[Listed records — start]

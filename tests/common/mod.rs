//! Shared fixtures: synthetic datasets and a context rooted in a temp directory.

#![allow(dead_code)]

use rand::SeedableRng;
use rand_chacha::ChaCha8Rng;
use rand_distr::{Distribution, Normal};
use std::fs;
use std::path::PathBuf;
use tempfile::TempDir;

use sasfit_rs::catalog::ModelCatalog;
use sasfit_rs::composition::{compose, CompositionSpec};
use sasfit_rs::config::Config;
use sasfit_rs::data::Dataset;
use sasfit_rs::Context;

/// Relative noise on synthesized intensities.
pub const NOISE: f64 = 0.02;

/// Log-spaced q grid from 0.005 to about 0.3 1/Å.
pub fn q_grid(points: usize) -> Vec<f64> {
    let (lo, hi) = (0.005_f64.ln(), 0.3_f64.ln());
    (0..points)
        .map(|i| (lo + (hi - lo) * i as f64 / (points - 1) as f64).exp())
        .collect()
}

/// Intensities of `spec`'s model at its resolved values, with seeded Gaussian noise.
pub fn synthesize(spec: &CompositionSpec, points: usize, seed: u64) -> Dataset {
    let model = compose(&ModelCatalog::builtin(), spec).unwrap();
    let q = q_grid(points);
    let exact = model.evaluate(&q, &model.values()).unwrap();

    let mut rng = ChaCha8Rng::seed_from_u64(seed);
    let unit = Normal::new(0.0, 1.0).unwrap();
    let error: Vec<f64> = exact.iter().map(|i| NOISE * i).collect();
    let intensity = exact
        .iter()
        .zip(&error)
        .map(|(i, e)| i + e * unit.sample(&mut rng))
        .collect();
    Dataset::new(q, intensity, error).unwrap()
}

/// A temp root with `uploads/` and `runs/`, and a context pointing at them.
pub struct Fixture {
    pub root: TempDir,
    pub context: Context,
}

impl Fixture {
    pub fn new() -> Self {
        let root = TempDir::new().unwrap();
        fs::create_dir_all(root.path().join("uploads")).unwrap();
        let context = Context::new(Config {
            runs_dir: root.path().join("runs"),
            upload_dir: root.path().join("uploads"),
            run_timeout_secs: 120,
            max_iterations: None,
        });
        Self { root, context }
    }

    /// Store `data` under `uploads/<relative>`.
    pub fn upload(&self, relative: &str, data: &Dataset) -> PathBuf {
        let path = self.root.path().join("uploads").join(relative);
        if let Some(parent) = path.parent() {
            fs::create_dir_all(parent).unwrap();
        }
        data.to_csv(&path).unwrap();
        path
    }

    pub fn runs_dir(&self) -> PathBuf {
        self.root.path().join("runs")
    }
}
//! # sasfit-rs
//!
//! `sasfit-rs` composes and runs small-angle scattering fits from declarative
//! requests.
//!
//! The library provides:
//! - A catalog of form factors and structure factors with default parameter specs
//! - Merging of partial parameter overrides into validated parameter sets
//! - Composition of form factor, structure factor and size distributions into one model
//! - Fit execution in isolated run workspaces with cancellation and time limits
//! - Normalization of engine output into a stable result schema
//!
//! ## Basic Usage
//!
//! ```
//! use sasfit_rs::catalog::ModelCatalog;
//! use sasfit_rs::composition::{compose, CompositionSpec, RadiusEffectiveMode};
//!
//! let catalog = ModelCatalog::builtin();
//! let mut spec = CompositionSpec::new("cylinder");
//! spec.structure_factor = Some("hardsphere".to_string());
//! spec.radius_effective_mode = RadiusEffectiveMode::LinkRadius;
//!
//! let model = compose(&catalog, &spec).unwrap();
//! assert_eq!(model.name(), "cylinder@hardsphere");
//! assert!(model.parameters().get("radius_effective").is_none());
//! ```

// Public modules
pub mod error;

// Parameter system
pub mod parameters;

// Models and their composition
pub mod catalog;
pub mod composition;
pub mod kernels;
pub mod polydispersity;

// Input data
pub mod data;

// Minimizers
pub mod control;
pub mod convergence;
pub mod global_opt;
pub mod lm;
pub mod problem;
pub mod simplex;
pub mod uncertainty;
mod utils;

// Execution
pub mod dispatch;
pub mod engine;
pub mod normalize;
pub mod plot;

// Workflows and the request surface
pub mod analysis;
pub mod config;
pub mod context;
pub mod service;

// Re-exports for convenience
pub use error::{ErrorKind, Result, SasFitError};

pub use composition::{compose, CompositeModel, CompositionSpec};

pub use context::Context;

pub use normalize::{FitResult, FitStatus};

/// Version of the library
pub const VERSION: &str = env!("CARGO_PKG_VERSION");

[Listed records — finish]

◆ Task requirements:
The line with "pub mod simplex;" and all lines after it through the end of the data above: write these out exactly and add nothing.

◆ Exercise solution:
pub mod simplex;
pub mod uncertainty;
mod utils;

// Execution
pub mod dispatch;
pub mod engine;
pub mod normalize;
pub mod plot;

// Workflows and the request surface
pub mod analysis;
pub mod config;
pub mod context;
pub mod service;

// Re-exports for convenience
pub use error::{ErrorKind, Result, SasFitError};

pub use composition::{compose, CompositeModel, CompositionSpec};

pub use context::Context;

pub use normalize::{FitResult, FitStatus};

/// Version of the library
pub const VERSION: &str = env!("CARGO_PKG_VERSION");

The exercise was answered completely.